Samuel McPherson Janney(January 11, 1801 - April 30, 1880)

Committed to the establishment of an educational institution, Samuel Janney urged Baltimore Yearly Meeting committee members to remember that moral and Christian principles were the bases of education for this new institution,and were not to be forgotten in the planning.
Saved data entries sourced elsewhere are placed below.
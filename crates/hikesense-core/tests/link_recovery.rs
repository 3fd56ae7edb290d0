//! Sensor link failures and the reconnects that follow them.

use std::sync::Arc;
use std::time::Duration;

use chrono::{TimeZone, Utc};
use tokio::sync::Mutex;

use hikesense_core::bluetooth::mock::{MockPeripheral, MockPermissions, MockTransport};
use hikesense_core::bluetooth::{DeviceLink, LinkConfig, LinkError, LinkState, PeripheralId};
use hikesense_core::clock::ManualClock;

const SENSOR: &str = "C8:2E:18:4A:90:11";

fn link(transport: &Arc<MockTransport>) -> DeviceLink {
    DeviceLink::new(
        Arc::clone(transport) as _,
        Arc::new(MockPermissions::granted()),
        Arc::new(ManualClock::new(
            Utc.with_ymd_and_hms(2025, 6, 1, 8, 0, 0).unwrap(),
        )),
        LinkConfig::default(),
    )
}

#[tokio::test]
async fn refused_notifications_release_the_sensor_until_retry() {
    let transport =
        Arc::new(MockTransport::new().with_peripheral(MockPeripheral::heart_rate_sensor(SENSOR)));
    let frames = transport.frame_sender();
    let mut link = link(&transport);
    let id = PeripheralId::new(SENSOR);

    transport.refuse_monitor(true);
    let err = link.establish().await.unwrap_err();
    assert!(matches!(err, LinkError::SubscriptionFailed { .. }));
    assert!(!transport.is_connected(&id));
    assert_eq!(transport.disconnect_count(), 1);
    assert_eq!(link.state(), LinkState::Disconnected);

    transport.refuse_monitor(false);
    let mut subscription = link.establish().await.unwrap();
    assert_eq!(link.state(), LinkState::Streaming);

    frames.send_bpm(74);
    assert_eq!(subscription.next_reading().await.map(|r| r.bpm), Some(74));
    link.teardown().await;
}

#[tokio::test]
async fn sensor_dropping_out_can_be_reconnected() {
    let transport =
        Arc::new(MockTransport::new().with_peripheral(MockPeripheral::heart_rate_sensor(SENSOR)));
    let frames = transport.frame_sender();
    let mut link = link(&transport);
    let id = PeripheralId::new(SENSOR);

    let mut first = link.establish().await.unwrap();
    frames.send_bpm(88);
    frames.close();
    assert_eq!(first.next_reading().await.map(|r| r.bpm), Some(88));
    assert!(first.next_reading().await.is_none());

    link.watch_state()
        .wait_for(|s| *s == LinkState::Disconnected)
        .await
        .unwrap();
    assert!(!transport.is_connected(&id));

    let mut second = link.establish().await.unwrap();
    assert!(transport.is_connected(&id));
    frames.send_bpm(91);
    assert_eq!(second.next_reading().await.map(|r| r.bpm), Some(91));

    link.teardown().await;
    assert!(!transport.is_connected(&id));
    assert!(second.next_reading().await.is_none());
}

#[tokio::test(start_paused = true)]
async fn cancelled_discovery_frees_the_link() {
    let transport = Arc::new(
        MockTransport::new().with_peripheral(MockPeripheral::new("11:22:33:44:55:66", Some("Watch"))),
    );
    let link = link(&transport);
    let canceller = link.canceller();
    let mut states = link.watch_state();
    let link = Arc::new(Mutex::new(link));

    let connecting = {
        let link = Arc::clone(&link);
        tokio::spawn(async move { link.lock().await.establish().await.map(|_| ()) })
    };
    states.wait_for(|s| *s == LinkState::Scanning).await.unwrap();

    canceller.cancel();
    let outcome = tokio::time::timeout(Duration::from_secs(1), connecting)
        .await
        .expect("discovery kept running after cancel")
        .unwrap();
    assert!(matches!(outcome, Err(LinkError::DiscoveryCancelled)));
    assert!(!transport.is_scanning());

    let mut link = tokio::time::timeout(Duration::from_secs(1), link.lock())
        .await
        .expect("link still held after cancel");
    link.teardown().await;
    assert_eq!(link.state(), LinkState::Disconnected);
}
//! BlueZ transport built on `bluer`.

use std::pin::pin;
use std::time::Duration;

use async_trait::async_trait;
use bluer::gatt::remote::Characteristic;
use bluer::{Adapter, AdapterEvent, Address, Device, DeviceEvent, DeviceProperty, Session};
use futures::{stream, Stream, StreamExt};
use tokio::sync::mpsc;
use tracing::{debug, info};
use uuid::Uuid;

use super::{
    Advertisement, AdvertisementStream, BleTransport, Frame, FrameStream, LinkError, LinkResult,
    PeripheralId, ServiceDescriptor,
};

/// Polls before giving up on GATT service resolution.
const SERVICE_RESOLVE_ATTEMPTS: u32 = 40;

/// Delay between service resolution polls.
const SERVICE_RESOLVE_INTERVAL: Duration = Duration::from_millis(250);

/// Transport backed by the system Bluetooth daemon.
pub struct BluezTransport {
    _session: Session,
    adapter: Adapter,
}

impl BluezTransport {
    /// Open a session on the default adapter, powering it on if needed.
    ///
    /// # Errors
    ///
    /// Returns an error if BlueZ is unreachable or no adapter can be powered.
    pub async fn new() -> LinkResult<Self> {
        let session = Session::new()
            .await
            .map_err(|e| LinkError::SessionInitFailed {
                message: e.to_string(),
            })?;
        let adapter = session
            .default_adapter()
            .await
            .map_err(|_| LinkError::AdapterNotFound)?;

        if !adapter.is_powered().await.map_err(internal)? {
            info!(adapter = adapter.name(), "Powering on Bluetooth adapter");
            adapter
                .set_powered(true)
                .await
                .map_err(|_| LinkError::AdapterPoweredOff)?;
        }
        info!(adapter = adapter.name(), "Using Bluetooth adapter");

        Ok(Self {
            _session: session,
            adapter,
        })
    }

    fn device(&self, id: &PeripheralId) -> LinkResult<Device> {
        let address: Address = id.as_str().parse().map_err(|_| LinkError::InvalidAddress {
            address: id.to_string(),
        })?;
        self.adapter.device(address).map_err(internal)
    }

    async fn wait_for_services(device: &Device) -> LinkResult<()> {
        for _ in 0..SERVICE_RESOLVE_ATTEMPTS {
            if device.is_services_resolved().await.map_err(internal)? {
                return Ok(());
            }
            tokio::time::sleep(SERVICE_RESOLVE_INTERVAL).await;
        }
        Err(LinkError::Internal {
            message: "timed out waiting for GATT services".to_string(),
        })
    }

    async fn find_characteristic(
        device: &Device,
        service: Uuid,
        characteristic: Uuid,
    ) -> LinkResult<Characteristic> {
        for remote_service in device.services().await.map_err(internal)? {
            if remote_service.uuid().await.map_err(internal)? != service {
                continue;
            }
            for remote_char in remote_service.characteristics().await.map_err(internal)? {
                if remote_char.uuid().await.map_err(internal)? == characteristic {
                    return Ok(remote_char);
                }
            }
        }
        Err(LinkError::CharacteristicNotFound {
            service,
            characteristic,
        })
    }
}

#[async_trait]
impl BleTransport for BluezTransport {
    async fn start_scan(&self) -> LinkResult<AdvertisementStream> {
        let events = self
            .adapter
            .discover_devices()
            .await
            .map_err(|e| LinkError::DiscoveryFailed {
                message: e.to_string(),
            })?;

        let (tx, rx) = mpsc::unbounded_channel();
        tokio::spawn(relay_discovery(self.adapter.clone(), events, tx));

        Ok(stream::unfold(rx, |mut rx| async move {
            rx.recv().await.map(|ad| (Ok(ad), rx))
        })
        .boxed())
    }

    async fn stop_scan(&self) -> LinkResult<()> {
        // Dropping the advertisement stream ends the relay, which drops the
        // BlueZ discovery session.
        debug!("Discovery session released");
        Ok(())
    }

    async fn connect(&self, id: &PeripheralId) -> LinkResult<()> {
        let device = self.device(id)?;
        if device.is_connected().await.map_err(internal)? {
            return Ok(());
        }
        device
            .connect()
            .await
            .map_err(|e| LinkError::ConnectionFailed {
                id: id.to_string(),
                message: e.to_string(),
            })
    }

    async fn discover_services(&self, id: &PeripheralId) -> LinkResult<Vec<ServiceDescriptor>> {
        let device = self.device(id)?;
        Self::wait_for_services(&device).await?;

        let mut descriptors = Vec::new();
        for service in device.services().await.map_err(internal)? {
            let uuid = service.uuid().await.map_err(internal)?;
            let mut characteristics = Vec::new();
            for characteristic in service.characteristics().await.map_err(internal)? {
                characteristics.push(characteristic.uuid().await.map_err(internal)?);
            }
            descriptors.push(ServiceDescriptor {
                uuid,
                characteristics,
            });
        }
        Ok(descriptors)
    }

    async fn monitor(
        &self,
        id: &PeripheralId,
        service: Uuid,
        characteristic: Uuid,
    ) -> LinkResult<FrameStream> {
        let device = self.device(id)?;
        let remote = Self::find_characteristic(&device, service, characteristic).await?;
        let notifications = remote
            .notify()
            .await
            .map_err(|e| LinkError::SubscriptionFailed {
                message: e.to_string(),
            })?;

        Ok(notifications
            .map(|bytes| Ok(Frame::from_bytes(&bytes)))
            .boxed())
    }

    async fn disconnect(&self, id: &PeripheralId) -> LinkResult<()> {
        let device = self.device(id)?;
        device.disconnect().await.map_err(internal)
    }
}

/// Forward discovered devices until the advertisement stream is dropped.
///
/// Sensors often show up before BlueZ has read their name. Those are
/// reported unnamed right away and again once the name arrives.
async fn relay_discovery(
    adapter: Adapter,
    events: impl Stream<Item = AdapterEvent>,
    tx: mpsc::UnboundedSender<Advertisement>,
) {
    let mut events = pin!(events);
    loop {
        let event = tokio::select! {
            () = tx.closed() => break,
            event = events.next() => event,
        };
        let Some(event) = event else { break };
        let AdapterEvent::DeviceAdded(address) = event else {
            continue;
        };
        let Ok(device) = adapter.device(address) else {
            continue;
        };

        let name = device.name().await.ok().flatten();
        let unnamed = name.is_none();
        if tx.send(advertisement(address, name)).is_err() {
            break;
        }
        if unnamed {
            tokio::spawn(watch_for_name(device, tx.clone()));
        }
    }
    debug!("Discovery relay stopped");
}

/// Report `device` again when its name property changes.
async fn watch_for_name(device: Device, tx: mpsc::UnboundedSender<Advertisement>) {
    let Ok(changes) = device.events().await else {
        return;
    };
    let mut changes = pin!(changes);
    loop {
        let change = tokio::select! {
            () = tx.closed() => return,
            change = changes.next() => change,
        };
        let Some(change) = change else { return };
        if let Some(name) = learned_name(change) {
            debug!(address = %device.address(), %name, "Device name resolved");
            let _ = tx.send(advertisement(device.address(), Some(name)));
            return;
        }
    }
}

fn learned_name(event: DeviceEvent) -> Option<String> {
    match event {
        DeviceEvent::PropertyChanged(DeviceProperty::Name(name)) => Some(name),
        _ => None,
    }
}

fn advertisement(address: Address, name: Option<String>) -> Advertisement {
    Advertisement {
        id: PeripheralId::new(address.to_string()),
        name,
    }
}

fn internal(e: bluer::Error) -> LinkError {
    LinkError::Internal {
        message: e.to_string(),
    }
}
As a young Quaker boy in rural Goose Creek, Virginia, Samuel M. Janney was apprenticed at the age of fourteen to his uncle who was a commission merchant and iron importer. In 1828, Samuel helped found a cotton factory in Occoquan Virginia, and learned first hand about slavery. From the 1820's forward, he became involved in anti-slavery activities, concentrating his efforts on helping Free Negroes obtain legal rights and education. Founder of a boarding school in Springdale, Virginia, he later founded a school for Free Negroes in Alexandria, Virginia. In the 1840's he was a leader in the movement to establish [a system of] common schools in Virginia. His anti-slavery views published in local newspapers, led to his arrest in 1850, but he won his case, grounding his defense of anti-slavery in religious freedom. He became active in work with American Indians. Under President Ulysses Grant's 'Peace Policy" Friends took responsibilities for Indian affairs in the Great Plains for administrating the peace policy. Janney was responsible for the tribes in Nebraska during the 1870's. As a result of his life-long interest in Quaker activities and education, Janney was a member of the original education committee of the Baltimore Yearly Meeting, and actively involved in the founding of Swarthmore College.